Mulanmum · 14/10/2008 03:08

I know that a lot of families have one child through cricumstance rather than choice and I'm really pleased that we now have a topic where they can share their sadness and frustration. But to balance it I'd like to start a thread for those of us who have one child by choice and don't feel wistful, cheated or inadequate because we don't have a second, or third, or fourth ...

I belong to a forum for inter-country adopters and one member posted about a second child joining their family "now I feel we are a proper family. When it was just the three of us I felt we were a bit lame".

There was a fab thread in the Parenting section a while ago (anyone do a link?) where people were listing the advantages of having an only child. One member posted that she and her husband "glory" in their DS. I thought that was a lovely choice of word .

It's 3.10 in the morning so I don't really feel like glorying in anything just now but wanted to get this thread started and will add to it when I'm not shattered!

OP posts:
Are your children’s vaccines up to date?
Jacksmama · 30/10/2008 15:59

How is she today?
DH brought a cold home from his weekend away and everytime DS sneezes he's afraid he got the lo sick... poor man. If he did it won't be the last cold I'm sure... but I hope not.
Haven't been on much because juggling. juggling... DH's birthday was yesterday and I got best wife award - got him a little mini fridge for the downstairs lounge where he watches footie to keep his beer cold. Fridge of course already stocked w/ beer, hence best wife award. Not to mention cooked a roast for dinner and carted it over to his mum's who's just home from hospital so we could all celebrate together! Must get ready for work now... feeling a bit overwhelmed... but to keep all in the spirit of this thread, am happy I only have to worry about DH and one DC!!! More would be a bit tough right now.

teafortwo · 30/10/2008 17:11

We have both had an afternoon of sleeping and cuddling!!! DD is now asking for some food - goooooood sign I think!!!

Jacksmama - I think you will live to regret that present!!!!!!!!!

Jacksmama · 30/10/2008 18:34

Nahhh, if he gets smacked off his tits drinking too much beer he's the one who'll regret it!! LOL!!
Kidding, he's good, knows when to stop -- he loves the thing though, I put a sticker with his favourite American college football team on it and he thought I'd special-ordered it, how sweet.
Two more days until hols? Where are you off to?
I neeeeeeeeeeeeeeeeeeeeeeeeeed a holidayyyyyyyyyy!!!!!!!!!!!!!!!!!

teafortwo · 30/10/2008 18:54

photos.linternaute.com/paysville/186083/sidi-bou-said/

It is a small town on the outskirts of Tunis called Sidi Bou Siad in Tunisia! - At this time of year it supposed to be a pretty chilled out place to be! Thanks for asking - I love going on holiday but I also love telling people about where I am going and where I have been - it is fun!!!

Podrick · 30/10/2008 20:53

If you have 2 or more kids it becomes them and us - kids and adults - if there is only only one child it is always "us".

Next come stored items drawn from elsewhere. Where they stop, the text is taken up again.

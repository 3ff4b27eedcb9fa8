// REPL server settings
// Loaded from ~/.config/prepl/settings.json

use serde::{Deserialize, Serialize};
use std::fs;
use std::path::{Path, PathBuf};
use std::time::Duration;

/// Environment variable overriding `server.port`.
pub const ENV_PORT: &str = "PREPL_PORT";

/// Environment variable overriding `server.bindAddress`.
pub const ENV_BIND: &str = "PREPL_BIND";

#[derive(Debug, Clone, PartialEq, Serialize, Deserialize)]
#[serde(default)]
pub struct Settings {
    // Server
    #[serde(rename = "server.enabled")]
    pub server_enabled: bool,

    #[serde(rename = "server.bindAddress")]
    pub bind_address: String,

    #[serde(rename = "server.port")]
    pub port: u16, // 0 = pick a free port

    #[serde(rename = "server.maxConnections")]
    pub max_connections: usize,

    #[serde(rename = "server.writeDiscoveryFile")]
    pub write_discovery_file: bool,

    // Callback queue
    #[serde(rename = "queue.warnThreshold")]
    pub queue_warn_threshold: usize,

    // Evaluation limits
    #[serde(rename = "eval.instructionLimit")]
    pub instruction_limit: i64,

    #[serde(rename = "eval.timeoutSecs")]
    pub eval_timeout_secs: u64,

    #[serde(rename = "eval.maxOutputLines")]
    pub max_output_lines: usize,

    // Host round trips (host:get, host:keys)
    #[serde(rename = "host.replyTimeoutMs")]
    pub host_reply_timeout_ms: u64,
}

impl Default for Settings {
    fn default() -> Self {
        Self {
            // Server
            server_enabled: true,
            bind_address: "127.0.0.1".to_string(),
            port: 0,
            max_connections: 8,
            write_discovery_file: true,
            // Queue
            queue_warn_threshold: 1024,
            // Eval
            instruction_limit: 100_000_000,
            eval_timeout_secs: 30,
            max_output_lines: 5_000,
            // Host
            host_reply_timeout_ms: 2_000,
        }
    }
}

impl Settings {
    /// Get the settings file path
    pub fn config_path() -> PathBuf {
        crate::paths::config_dir().join("settings.json")
    }

    /// Load settings from disk, falling back to defaults
    pub fn load() -> Self {
        let path = Self::config_path();

        if !path.exists() {
            let settings = Self::default();
            settings.create_default_file();
            return settings;
        }

        match Self::load_from(&path) {
            Ok(settings) => settings,
            Err(e) => {
                log::warn!("{}; using default settings", e);
                Self::default()
            }
        }
    }

    /// Load settings from a specific file.
    pub fn load_from(path: &Path) -> Result<Self, String> {
        let contents = fs::read_to_string(path)
            .map_err(|e| format!("Error reading {}: {}", path.display(), e))?;
        Self::parse(&contents)
            .map_err(|e| format!("Error parsing {}: {}", path.display(), e))
    }

    /// Parse settings JSON. Lines starting with `//` are comments.
    pub fn parse(contents: &str) -> Result<Self, String> {
        let cleaned: String = contents
            .lines()
            .filter(|line| !line.trim().starts_with("//"))
            .collect::<Vec<_>>()
            .join("\n");

        serde_json::from_str(&cleaned).map_err(|e| e.to_string())
    }

    /// Apply `PREPL_PORT` / `PREPL_BIND` from the process environment.
    pub fn apply_env_overrides(&mut self) {
        self.apply_overrides(|name| std::env::var(name).ok());
    }

    /// Apply overrides from an arbitrary lookup (environment in production).
    pub fn apply_overrides(&mut self, lookup: impl Fn(&str) -> Option<String>) {
        if let Some(port) = lookup(ENV_PORT) {
            match port.trim().parse::<u16>() {
                Ok(port) => self.port = port,
                Err(_) => log::warn!("Ignoring invalid {}={:?}", ENV_PORT, port),
            }
        }
        if let Some(bind) = lookup(ENV_BIND) {
            let bind = bind.trim();
            if !bind.is_empty() {
                self.bind_address = bind.to_string();
            }
        }
    }

    pub fn eval_timeout(&self) -> Duration {
        Duration::from_secs(self.eval_timeout_secs)
    }

    pub fn host_reply_timeout(&self) -> Duration {
        Duration::from_millis(self.host_reply_timeout_ms)
    }

    /// Create default settings file with comments
    fn create_default_file(&self) {
        let path = Self::config_path();

        if let Some(parent) = path.parent() {
            if let Err(e) = fs::create_dir_all(parent) {
                log::warn!("Error creating config directory: {}", e);
                return;
            }
        }

        if let Err(e) = fs::write(&path, DEFAULT_SETTINGS_FILE) {
            log::warn!("Error writing default settings.json: {}", e);
        }
    }

    /// Get the config file path for display/opening
    pub fn config_path_display() -> String {
        Self::config_path().to_string_lossy().to_string()
    }
}

const DEFAULT_SETTINGS_FILE: &str = r#"{
    // REPL server (port 0 = pick a free port; see the discovery file)
    "server.enabled": true,
    "server.bindAddress": "127.0.0.1",
    "server.port": 0,
    "server.maxConnections": 8,
    "server.writeDiscoveryFile": true,

    // Log a warning when this many host callbacks are waiting
    "queue.warnThreshold": 1024,

    // Evaluation limits, per request
    "eval.instructionLimit": 100000000,
    "eval.timeoutSecs": 30,
    "eval.maxOutputLines": 5000,

    // How long host:get() waits for the host to drain its queue
    "host.replyTimeoutMs": 2000
}
"#;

Only children are intoxicatingly delicious to their parents almost all the time.

You can indulge their interests. You can put all your resources into helping them if they need special help (my dd has dyslexia) without taking time away from your other children and feeling guilty.

Only children mesh fabulously into the adult world...they become integrated into the adult world whilst adding their own dimension.

If you have more than one child then you inevitably lose aspects of the relationship that you can only have with an only child.

If you have an only child then you have a unique passport into the world of a child and she has a unique passport into the world of an adult...you can both be tourists into each other's world.

It is a very special bond and a very special relationship and it is beyond me to imagine a more special bond.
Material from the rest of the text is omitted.